RESEARCH AND DEVELOPMENT

      The Company's technological expertise has been an important factor in
its growth. The Company regularly pursues product improvements to maintain
its technical position. The development of OSL dosimetry, announced in
1994, was funded by the Company in its collaborative effort with Battelle
Memorial Institute and Oklahoma State University. The Company
commercialized this technology beginning in 1998 and has converted most of
its customers to the technology. Presently, research efforts seek to expand
the use of OSL, particularly as it applies to radiation measurements in
therapeutic and diagnostic radiology and nuclear medicine as well as to
environmental radiation dosimetry, and to investigate the usage of OSL in
optical data storage.  In addition, the Company is evaluating new badge and
InLight reader configurations that have military application and is
designing a badge that will support global standardization.

      The Company also participates regularly in several technical
professional societies, both domestic and international, that are active in
the fields of health physics and radiation detection and monitoring. In
fiscal 2008, 2007 and 2006, the Company spent $1,837,000 $1,831,000 and
$1,769,000, respectively, on research and development activities.








                                       8





ENVIRONMENTAL AND OTHER GOVERNMENTAL REGULATIONS

      The Company believes that it complies with federal, state and local
provisions that have been enacted or adopted regulating the discharge of
materials into the environment or otherwise protecting the environment.
This compliance has not had, nor is it expected to have, a material effect
on the capital expenditures, financial condition, liquidity, results of
operations, or competitive position of Landauer.

      Many of the Company's technology based services must comply with
various national and international standards that are used by regulatory
and accreditation bodies for approving such services and products. These
accreditation bodies include, for example, the National Voluntary
Laboratory Accreditation Program in the U.S. and governmental agencies,
generally, in international markets. Changes in these standards and
accreditation requirements can result in the Company having to incur costs
to adapt its offerings and procedures. Such adaptations may introduce
quality assurance issues during transition that need to be addressed to
ensure timely and accurate analyses and data reporting.

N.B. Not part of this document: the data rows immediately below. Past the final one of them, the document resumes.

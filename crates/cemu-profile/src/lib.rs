//! Cemu controller profiles for Meridian.
//!
//! Cemu stores one XML file per emulated controller: named profiles under
//! `controllerProfiles/`, the active assignment of slot `n` as
//! `controller{n}.xml`, and per-title assignments under `gameProfiles/`.
//! This crate converts launcher [`meridian_input::BindingModel`]s into those
//! files and back.
//!
//! # Layout
//!
//! - [`models`]: profile types and their invariants
//! - [`buttons`]: the `Buttons2` input code space
//! - [`tables`]: logical name / mapping id / API lookup tables
//! - [`correction`]: per-device fixes for misreported inputs
//! - [`xml`]: tolerant reader and canonical writer for profile XML
//! - [`adapter`]: binding model to profile conversion
//! - [`repository`]: profile, slot and game profile files
//! - [`reconcile`]: a whole configuration pass over an installation
//!
//! Every write goes through [`meridian_storage::write_atomic`], so Cemu never
//! observes a half-written file.

#![deny(unsafe_op_in_unsafe_fn, clippy::unwrap_used)]
#![warn(missing_docs, rust_2018_idioms)]

pub mod adapter;
pub mod buttons;
pub mod correction;
pub mod error;
pub mod models;
pub mod reconcile;
pub mod repository;
pub mod tables;
pub mod title_id;
pub mod xml;

pub use adapter::{
    ConversionContext, DEFAULT_PROFILE_PREFIX, convert_player, convert_players, extract_bindings,
};
pub use correction::{DUALSENSE_DIRECTINPUT, DeviceCorrection};
pub use error::{CemuError, Result, ValidationError};
pub use models::{AxisSettings, CemuProfile, ControllerEntry, EmulatedType, GameAssignment, MappingSet};
pub use reconcile::{ConfigureOptions, ConfigureReport, configure_input, merge_with_existing};
pub use repository::{MAX_SLOT, ProfileRepository, is_valid_profile_name, sanitize_profile_name};
pub use tables::{BindingTables, STANDARD_TABLES};
pub use title_id::resolve_title_id;
pub use xml::{parse_profile, to_xml};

Additionally,
changes affecting radiation protection practices, including new
understandings of the hazards of radiation exposure and amended
regulations, may impact how the Company's services are used by its
customers and may, in some circumstances, cause the Company to alter its
products and delivery of its services.

EMPLOYEES AND LABOR RELATIONS

      As of September 30, 2008, the Company employed approximately 430
full-time employees worldwide. The Company believes that it generally
maintains good relations with employees at all locations.

AVAILABLE INFORMATION

      As a reporting company, Landauer is subject to the informational
requirements of the Securities Exchange Act of 1934 (the "Exchange Act")
and, accordingly, files its annual report on Form 10-K, quarterly reports
on Form 10-Q, current reports on Form 8-K, proxy statements and other
information with the Securities and Exchange Commission (the "SEC"). The
public may read and copy any materials filed with the SEC at the SEC's
Public Reference Room at 100 F Street, NE, Washington, D.C. 20549. Please
call the SEC at (800) SEC-0330 for further information on the Public
Reference Room. As an electronic filer, Landauer's public filings are
maintained on the SEC's Internet site that contains reports, proxy and
information statements, and other information regarding issuers that file
electronically with the SEC. The address of that website is
http://www.sec.gov. In addition, Landauer's annual reports on Form 10-K,
quarterly reports on Form 10-Q, current reports on Form 8-K and amendments
to those reports filed or furnished pursuant to Section 13(a) or 15(d) of
the Exchange Act may be accessed free of charge through Landauer's website
as soon as reasonably practicable after Landauer has electronically filed
such material with, or furnished it to, the SEC. The address of Landauer's
website is http://www.landauerinc.com.

      A copy of the Company's Annual Report on Form 10-K is available free
of charge upon the written request of any shareholder.  Requests should be
submitted to the following address: Landauer, Inc., 2 Science Road,
Glenwood, Illinois 60425; Attention:  Corporate Secretary.

      Pursuant to Section 303A.12(a), Landauer, Inc. has complied with the
New York Stock Exchange requirement to provide an annual CEO certification
no later than 30 days following the Company's annual meeting.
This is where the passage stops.